«Le nostre parole d’ordine sono flessibilità e diversificazione»

la-pace

Loredana La Pace, country head per l’Italia di Goldman Sachs Asset Management, rimarca che la sua società ha presentato al mercato una serie di strategie liquid alternative che, combinate tra loro, rappresenteranno la carta vincente per affrontare i mercati.

Qual è stato l’elemento più positivo in un anno caratterizzato dalla grande incertezza sui mercati?

«È stato un anno stimolante, caratterizzato da alta volatilità, specie nella prima parte dell’anno, e ciò ci ha messo nella condizione di essere ancora più vicini ai clienti, per modificare in modo efficiente l’asset allocation dei loro portafogli. A differenza degli scorsi anni, a guidare i listini è stata l’incertezza politica che si è concretizzata durante l’anno, un fenomeno in parte nuovo, che prevedibilmente caratterizzerà anche il 2017, con le elezioni in due tra le principali economie dell’Eurozona, Francia e Germania. Ancora prima, la nostra attenzione sarà focalizzata sugli Usa e sulle mosse di Trump. Bisognerà capire, infatti, se le misure fiscali annunciate durante la campagna elettorale, che hanno già avuto un impatto notevole sui mercati, verranno realmente implementate. Allargando il focus, Goldman Sachs Asset Management ha avuto una view molto positiva per tutto il 2016 sui mercati emergenti, specie sull’obbligazionario, ma anche sull’equity. Molti paesi hanno registrato miglioramenti importanti, penso in particolare alla Russia e al Brasile post-impeachment, evidenziando una crescita di tutto l’universo emerging market. Possiamo dire che nel 2016 il sentiment degli investitori verso questa asset class è stato molto positivo e ci attendiamo che il trend proseguirà con ancora maggiore forza quest’anno. L’unico neo di questo scenario è rappresentato dalle elezioni presidenziali Usa, che hanno in parte limitato il potenziale di crescita di questi mercati. In ogni caso siamo convinti che nel medio-lungo periodo gli emerging market possano proseguire nel loro sviluppo, perché vantano fondamentali solidi, in grado sia di assorbire gli effetti delle politiche Usa, sia di fronteggiare l’eventuale rialzo dei tassi da parte della Fed. Tornando a Gsam Italia, siamo soddisfatti di avere rafforzato il team, grazie all’ingresso di figure senior, e di vantare una rinnovata presenza sulla parte distribution».

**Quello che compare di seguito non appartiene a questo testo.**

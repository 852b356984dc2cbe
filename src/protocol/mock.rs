//! A mock transport that replays scripted responses.
//!
//! Stands in for a serial controller in tests and mock-only builds. Responses
//! are queued per command string; a latched response repeats once its queue is
//! exhausted, which is how position polls are made to converge. Every outgoing
//! command is recorded so tests can assert on exactly what reached "hardware".

use std::collections::{HashMap, VecDeque};
use std::sync::{Arc, Mutex};
use std::time::Duration;

use async_trait::async_trait;

use super::{Transport, TransportError, ERROR_QUERY};

#[derive(Default)]
struct MockState {
    sent: Vec<String>,
    scripted: HashMap<String, VecDeque<String>>,
    latched: HashMap<String, String>,
}

/// Scripted in-memory transport.
///
/// Clones share state, so a test can keep one clone for assertions after
/// handing the other to a [`CommandChannel`](super::CommandChannel).
#[derive(Clone, Default)]
pub struct MockTransport {
    inner: Arc<Mutex<MockState>>,
}

impl MockTransport {
    /// Create an empty mock. Error queries answer "0" until scripted otherwise.
    pub fn new() -> Self {
        Self::default()
    }

    /// Queue a one-shot response for `command`.
    pub fn push_response(&self, command: &str, response: &str) {
        let mut state = self.lock();
        state
            .scripted
            .entry(command.to_string())
            .or_default()
            .push_back(response.to_string());
    }

    /// Set the response repeated for `command` once its queue is empty.
    pub fn latch_response(&self, command: &str, response: &str) {
        let mut state = self.lock();
        state
            .latched
            .insert(command.to_string(), response.to_string());
    }

    /// Every command written so far, queries included, in order.
    pub fn sent(&self) -> Vec<String> {
        self.lock().sent.clone()
    }

    /// True if any sent command starts with `prefix`.
    pub fn sent_with_prefix(&self, prefix: &str) -> bool {
        self.lock().sent.iter().any(|c| c.starts_with(prefix))
    }

    /// Number of sent commands starting with `prefix`.
    pub fn count_with_prefix(&self, prefix: &str) -> usize {
        self.lock()
            .sent
            .iter()
            .filter(|c| c.starts_with(prefix))
            .count()
    }

    fn lock(&self) -> std::sync::MutexGuard<'_, MockState> {
        match self.inner.lock() {
            Ok(guard) => guard,
            Err(poisoned) => poisoned.into_inner(),
        }
    }

    fn next_response(&self, command: &str) -> Option<String> {
        let mut state = self.lock();
        if let Some(queue) = state.scripted.get_mut(command) {
            if let Some(response) = queue.pop_front() {
                return Some(response);
            }
        }
        if let Some(latched) = state.latched.get(command) {
            return Some(latched.clone());
        }
        if command == ERROR_QUERY {
            return Some("0".to_string());
        }
        None
    }
}

#[async_trait]
impl Transport for MockTransport {
    async fn send(&mut self, command: &str) -> Result<(), TransportError> {
        self.lock().sent.push(command.to_string());
        Ok(())
    }

    async fn query(&mut self, command: &str) -> Result<String, TransportError> {
        self.lock().sent.push(command.to_string());
        match self.next_response(command) {
            Some(response) => Ok(response),
            // An unscripted query behaves like a silent device.
            None => Err(TransportError::Timeout {
                elapsed: Duration::from_millis(0),
            }),
        }
    }
}
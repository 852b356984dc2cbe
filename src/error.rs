//! Custom error types for the application.
//!
//! This module defines the primary error type, `ScopeError`, for the entire library.
//! Using the `thiserror` crate, it provides a centralized and consistent way to handle
//! the different failure classes that show up when sequencing microscope hardware,
//! from configuration issues to device-protocol faults and motion-safety vetoes.
//!
//! ## Error Hierarchy
//!
//! `ScopeError` is an enum that consolidates the failure classes:
//!
//! - **`Config`**: Wraps errors from the `figment` crate, typically related to file
//!   parsing or format issues in the configuration files.
//! - **`Configuration`**: Represents semantic errors in the configuration, such as
//!   inverted axis limits or a degenerate banned rectangle. These are caught during
//!   the validation step, after parsing succeeds.
//! - **`Io`**: Wraps standard `std::io::Error`, covering serial-port and file I/O.
//! - **`Protocol`**: A malformed or unexpected response from a device controller.
//!   The command is aborted but the connection is left open for retry.
//! - **`Device`**: A numeric error code round-tripped from hardware, carrying the
//!   decoded human-readable description. Code 0 means success and never constructs
//!   this variant; "stopped by user" codes are swallowed by the protocol layer and
//!   "needs homing" codes trigger the recovery workflow before this is raised.
//! - **`MotionUnsafe`**: A proposed move would cross a banned region of stage space.
//!   Raised before any command reaches hardware; the pending motion target is rolled
//!   back, so this is always recoverable.
//! - **`TableInvariant`**: A programming error in action-table handling (indexing
//!   past length, executing with unflushed tombstones, unsorted execution). Never
//!   retried.
//! - **`Timeout`**: A serial read deadline expired. Retried a small fixed number of
//!   times inside the protocol layer, then surfaced as fatal for that command only.
//!
//! By using `#[from]`, `ScopeError` can be seamlessly created from underlying error
//! types, simplifying error handling throughout the library with the `?` operator.

use std::time::Duration;
use thiserror::Error;

/// Convenience alias for results using the library error type.
pub type AppResult<T> = std::result::Result<T, ScopeError>;

/// Primary error type for microscope sequencing and device control.
#[derive(Error, Debug)]
pub enum ScopeError {
    /// Configuration file could not be loaded or parsed.
    #[error("Configuration error: {0}")]
    Config(#[from] figment::Error),

    /// Configuration parsed but failed semantic validation.
    #[error("Configuration validation error: {0}")]
    Configuration(String),

    /// Underlying I/O failure.
    #[error("I/O error: {0}")]
    Io(#[from] std::io::Error),

    /// Malformed or unexpected response from a device controller.
    #[error("Protocol error: {0}")]
    Protocol(String),

    /// Error code reported by the hardware error query.
    #[error("Device error {code}: {description}")]
    Device {
        /// Numeric code returned by the controller's error query.
        code: i32,
        /// Decoded description from the error-code table.
        description: String,
    },

    /// A motion command was vetoed before reaching hardware.
    #[error("Unsafe motion on axis {axis}: {from} -> {to} ({reason})")]
    MotionUnsafe {
        /// Axis the rejected move was issued on.
        axis: usize,
        /// Current position the move would have started from.
        from: f64,
        /// Target position of the rejected move.
        to: f64,
        /// Why the move was rejected.
        reason: String,
    },

    /// Action-table misuse; a programming error, never retried.
    #[error("Action table invariant violated: {0}")]
    TableInvariant(String),

    /// Serial read deadline expired after the retry budget was exhausted.
    #[error("Timed out after {elapsed:?} waiting for device response")]
    Timeout {
        /// Total time spent waiting before giving up.
        elapsed: Duration,
    },

    /// Transport used before a connection was established.
    #[error("Device connection not open")]
    NotConnected,

    /// A handler id or name did not resolve to the expected capability.
    #[error("Handler not available: {0}")]
    HandlerMissing(String),

    /// An action failed during timed execution of a table.
    #[error("Action {index} at t={time}s failed: {source}")]
    ActionFailed {
        /// Index of the failed entry in the executed table.
        index: usize,
        /// Scheduled time of the failed entry, in seconds.
        time: String,
        /// Underlying failure.
        #[source]
        source: Box<ScopeError>,
    },
}

impl ScopeError {
    /// True for failures the caller can retry after local cleanup, without
    /// touching hardware state: safety vetoes and per-command timeouts.
    pub fn is_recoverable(&self) -> bool {
        matches!(
            self,
            ScopeError::MotionUnsafe { .. } | ScopeError::Timeout { .. }
        )
    }
}

#[cfg(test)]
mod tests {
    use super::*;

    #[test]
    fn test_error_display() {
        let err = ScopeError::Device {
            code: 7,
            description: "parameter out of range".to_string(),
        };
        assert_eq!(err.to_string(), "Device error 7: parameter out of range");
    }

    #[test]
    fn test_motion_unsafe_display_names_axis() {
        let err = ScopeError::MotionUnsafe {
            axis: 1,
            from: 0.0,
            to: 50.0,
            reason: "crosses banned rectangle".to_string(),
        };
        assert!(err.to_string().contains("axis 1"));
        assert!(err.to_string().contains("banned"));
    }

    #[test]
    fn test_recoverable_classification() {
        let unsafe_err = ScopeError::MotionUnsafe {
            axis: 0,
            from: 0.0,
            to: 1.0,
            reason: "test".to_string(),
        };
        assert!(unsafe_err.is_recoverable());
        assert!(!ScopeError::TableInvariant("tombstones".into()).is_recoverable());
    }

    #[test]
    fn test_action_failed_chains_source() {
        let err = ScopeError::ActionFailed {
            index: 3,
            time: "1.25".to_string(),
            source: Box::new(ScopeError::Protocol("garbled response".into())),
        };
        assert!(err.to_string().contains("Action 3"));
        assert!(err.to_string().contains("t=1.25s"));
    }
}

Il 2016 verrà ricordato come l’anno delle grandi sorprese (Brexit, elezioni Usa, referendum in Italia). Quali sono state le reazioni degli investitori italiani?

«In uno scenario molto complicato, caratterizzato da valutazioni elevate, crescita globale bassa, tassi d’interesse ai minimi e politiche monetarie divergenti, la vera sfida era fare comprendere agli investitori che gli strumenti su cui avevano fatto affidamento per decenni non potevano garantire ritorni adeguati. Per questo motivo abbiamo spiegato alla clientela che negli ultimi anni abbiamo sviluppato alcune strategie, come quelle liquid alternative o relative value, un tempo appannaggio degli hedge fund, che garantiscono innovazione, flessibilità e decorrelazione».

Il 2017 si preannuncia come un anno molto diverso dai precedenti (il ritorno dell’inflazione, l’aumento dei tassi in Usa, la comparsa del termine tapering anche in Europa). Alla luce di questi elementi quali nuovi strumenti di investimento lancerete nel 2017?

«Per il 2017 le nostre parole d’ordine sono flessibilità e diversificazione. Abbiamo presentato al mercato una serie di strategie liquid alternative che, combinate tra loro, rappresenteranno la carta vincente per affrontare i mercati, grazie ad alcuni vantaggi come diversificazione, riduzione del rischio complessivo di portafoglio nel lungo periodo e capacità di resistere ai drawdown. Riteniamo quindi che il peso dei fondi basati sulle strategie alternative debba crescere. A questo proposito abbiamo lanciato due strategie correlate e alternative: una a media volatilità, il Goldman Sachs Global Multi-Manager Alternatives Portfolio, e una a bassa volatilità, il Goldman Sachs Global Strategic Macro Bond Portfolio. Inoltre per investire in società che beneficiano dall’effetto millennials, ossia la generazione nata nel periodo 1980-1999, è ora disponibile il Goldman Sachs Global Millennials Equity Portfolio».